Canada Reads features first young adult novel
Elaine Lui is defending When Everything Feels like the Movies
No matter the outcome of next week’s CBC Canada Reads debates, panellist Elaine Lui already feels victorious.
The co-host of CTV’s The Social, who founded the popular blog Lainey-Gossip and recently published the memoir Listen to the Squawking Chicken, is defending Raziel Reid’s young adult novel When Everything Feels like the Movies in the annual literary competition.
It’s the first time a young adult novel has been included in the contest, in which five Canadian personalities defend a homegrown book in a series of debates that air on CBC’s radio, TV and online platforms. The books are eliminated one by one until a winner is declared.
Wab Kinew, who is replacing fired Jian Ghomeshi as host, won last year’s competition by supporting Joseph Boyden’s The Orenda.
One Book to Break Barriers is the theme of this year’s debates, which take place Monday through Thursday.
“I, first of all, am a big fan of young adult literature and I don’t think it gets enough respect, so I was so proud and honoured to be chosen as the person to defend the first YA book in Canada Reads,” Lui said in an interview.
“I feel like it’s a win already — that among these four wonderful stories, Raziel’s book has been included.”

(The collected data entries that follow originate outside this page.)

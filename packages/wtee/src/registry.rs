use std::collections::HashSet;
use std::fmt;
use tracing::debug;

/// Opaque identifier for one connected broadcast client.
#[derive(Clone, Copy, Debug, Hash, Eq, PartialEq)]
pub struct ClientId(uuid::Uuid);

impl ClientId {
    pub fn new() -> Self {
        Self(uuid::Uuid::new_v4())
    }
}

impl Default for ClientId {
    fn default() -> Self {
        Self::new()
    }
}

impl fmt::Display for ClientId {
    fn fmt(&self, f: &mut fmt::Formatter<'_>) -> fmt::Result {
        let simple = self.0.simple().to_string();
        write!(f, "client-{}", &simple[..8])
    }
}

/// Edge between "no clients" and "at least one client".
#[derive(Clone, Copy, Debug, PartialEq, Eq)]
pub enum Transition {
    BecameNonEmpty,
    BecameEmpty,
}

/// The set of currently connected clients.
#[derive(Debug, Default)]
pub struct ClientRegistry {
    clients: HashSet<ClientId>,
}

impl ClientRegistry {
    pub fn new() -> Self {
        Self::default()
    }

    /// Register a client. Returns `BecameNonEmpty` when this is the first one.
    pub fn add(&mut self, client: ClientId) -> Option<Transition> {
        let was_empty = self.clients.is_empty();
        if !self.clients.insert(client) {
            debug!(%client, "client registered twice");
            return None;
        }
        was_empty.then_some(Transition::BecameNonEmpty)
    }

    /// Unregister a client. Returns `BecameEmpty` when it was the last one.
    pub fn remove(&mut self, client: ClientId) -> Option<Transition> {
        if !self.clients.remove(&client) {
            debug!(%client, "removing unknown client");
            return None;
        }
        self.clients.is_empty().then_some(Transition::BecameEmpty)
    }

    pub fn contains(&self, client: ClientId) -> bool {
        self.clients.contains(&client)
    }

    pub fn is_empty(&self) -> bool {
        self.clients.is_empty()
    }

    pub fn len(&self) -> usize {
        self.clients.len()
    }

    pub fn iter(&self) -> impl Iterator<Item = ClientId> + '_ {
        self.clients.iter().copied()
    }
}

When Everything Feels like the Movies won a $25,000 Governor General’s Literary Award for children’s literature-text in November, making 24-year-old Reid the youngest author ever to receive the honour in that category.
It’s inspired by the true story of Lawrence (Larry) Fobes King, an openly gay 15-year-old who was shot to death by an eighth grade classmate inside a school in Oxnard, California, in 2008. The incident happened after he’d asked the classmate to be his Valentine.

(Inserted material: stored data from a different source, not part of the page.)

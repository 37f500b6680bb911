use anyhow::Result;
use clap::Parser;

use wtee::Args;

#[cfg(unix)]
#[tokio::main]
async fn main() -> Result<()> {
    let args = Args::parse();
    server::run(args).await
}

#[cfg(not(unix))]
fn main() -> Result<()> {
    let _ = Args::parse();
    anyhow::bail!("wtee needs a unix platform to poll stdin")
}

#[cfg(unix)]
mod server {
    use anyhow::{Context, Result, anyhow};
    use std::sync::Arc;
    use tracing::{debug, error, info, warn};
    use tracing_subscriber::prelude::*;

    use wtee::stdin::StdinSource;
    use wtee::{AppState, Args, BridgeActor, BridgeMetrics, Settings, create_router};

    pub async fn run(args: Args) -> Result<()> {
        // Stdout carries the tee, so logs go to stderr.
        let default_directive = if args.debug {
            "wtee=debug,tower_http=debug"
        } else {
            "wtee=info"
        };
        let env_filter = tracing_subscriber::EnvFilter::try_from_default_env()
            .unwrap_or_else(|_| tracing_subscriber::EnvFilter::new(default_directive));
        tracing_subscriber::registry()
            .with(tracing_subscriber::fmt::layer().with_writer(std::io::stderr))
            .with(env_filter)
            .init();

        let settings = Settings::resolve(&args)?;
        debug!(?settings, "Config");
        if let Some(encoding) = &args.output_encoding {
            debug!(
                "Output encoding '{}' ignored, input bytes are written unchanged",
                encoding
            );
        }

        let source = StdinSource::new().context("Failed to put stdin in non-blocking mode")?;
        let metrics = Arc::new(BridgeMetrics::new());
        let (bridge, mut bridge_task) = BridgeActor::spawn(
            source,
            std::io::stdout(),
            settings.bridge_config(),
            metrics,
        );

        let settings = Arc::new(settings);
        let app = create_router(AppState {
            bridge,
            settings: settings.clone(),
        });

        let listener =
            tokio::net::TcpListener::bind((settings.bind.host.as_str(), settings.bind.port))
                .await
                .with_context(|| format!("Failed to bind {}", settings.bind))?;
        let addr = listener.local_addr()?;
        info!("Listening on {}", addr);
        info!("Web UI: http://{}{}", addr, settings.relative_root);

        let server = async move {
            axum::serve(listener, app)
                .with_graceful_shutdown(shutdown_signal())
                .await
        };

        let result = tokio::select! {
            served = server => served.context("Server error"),
            joined = &mut bridge_task => match joined {
                Ok(Ok(())) => Err(anyhow!("bridge stopped unexpectedly")),
                Ok(Err(e)) => {
                    if e.is_broken_pipe() {
                        warn!("Downstream reader closed stdout");
                    } else {
                        error!("Bridge failed: {}", e);
                    }
                    Err(anyhow::Error::new(e).context("Bridge failed"))
                }
                Err(e) => Err(anyhow::Error::new(e).context("Bridge task panicked")),
            },
        };

        // Dropping the actor drops the stdin source, which restores its flags.
        if !bridge_task.is_finished() {
            bridge_task.abort();
            let _ = bridge_task.await;
        }

        info!("Shutdown complete");
        result
    }

    async fn shutdown_signal() {
        use tokio::signal::unix::{SignalKind, signal};

        let ctrl_c = async {
            if let Err(e) = tokio::signal::ctrl_c().await {
                warn!("Failed to listen for Ctrl+C: {}", e);
                std::future::pending::<()>().await;
            }
        };

        let terminate = async {
            match signal(SignalKind::terminate()) {
                Ok(mut stream) => {
                    stream.recv().await;
                }
                Err(e) => {
                    warn!("Failed to install SIGTERM handler: {}", e);
                    std::future::pending::<()>().await;
                }
            }
        };

        tokio::select! {
            _ = ctrl_c => {}
            _ = terminate => {}
        }
        info!("Received shutdown signal, cleaning up...");
    }
}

The book’s competition includes the acclaimed Ru by Kim Thuy, which will be championed by Cameron Bailey, artistic director of the Toronto International Film Festival.
Children’s rights activist Craig Kielburger is on the panel with multi-award-winning The Inconvenient Indian by Thomas King.
The other books are And the Birds Rained Down by Jocelyne Saucier, which is represented by singer-songwriter Martha Wainwright, and Intolerable: A Memoir of Extremes by Kamal Al-Solaylee, which will be defended by actress Kristin Kreuk. Said Lui of Reid’s novel: “This is relatable to so many people. You don’t have to be gay, you don’t have to live in a small town, you just have to have felt ‘other’ at some point — and we all have.”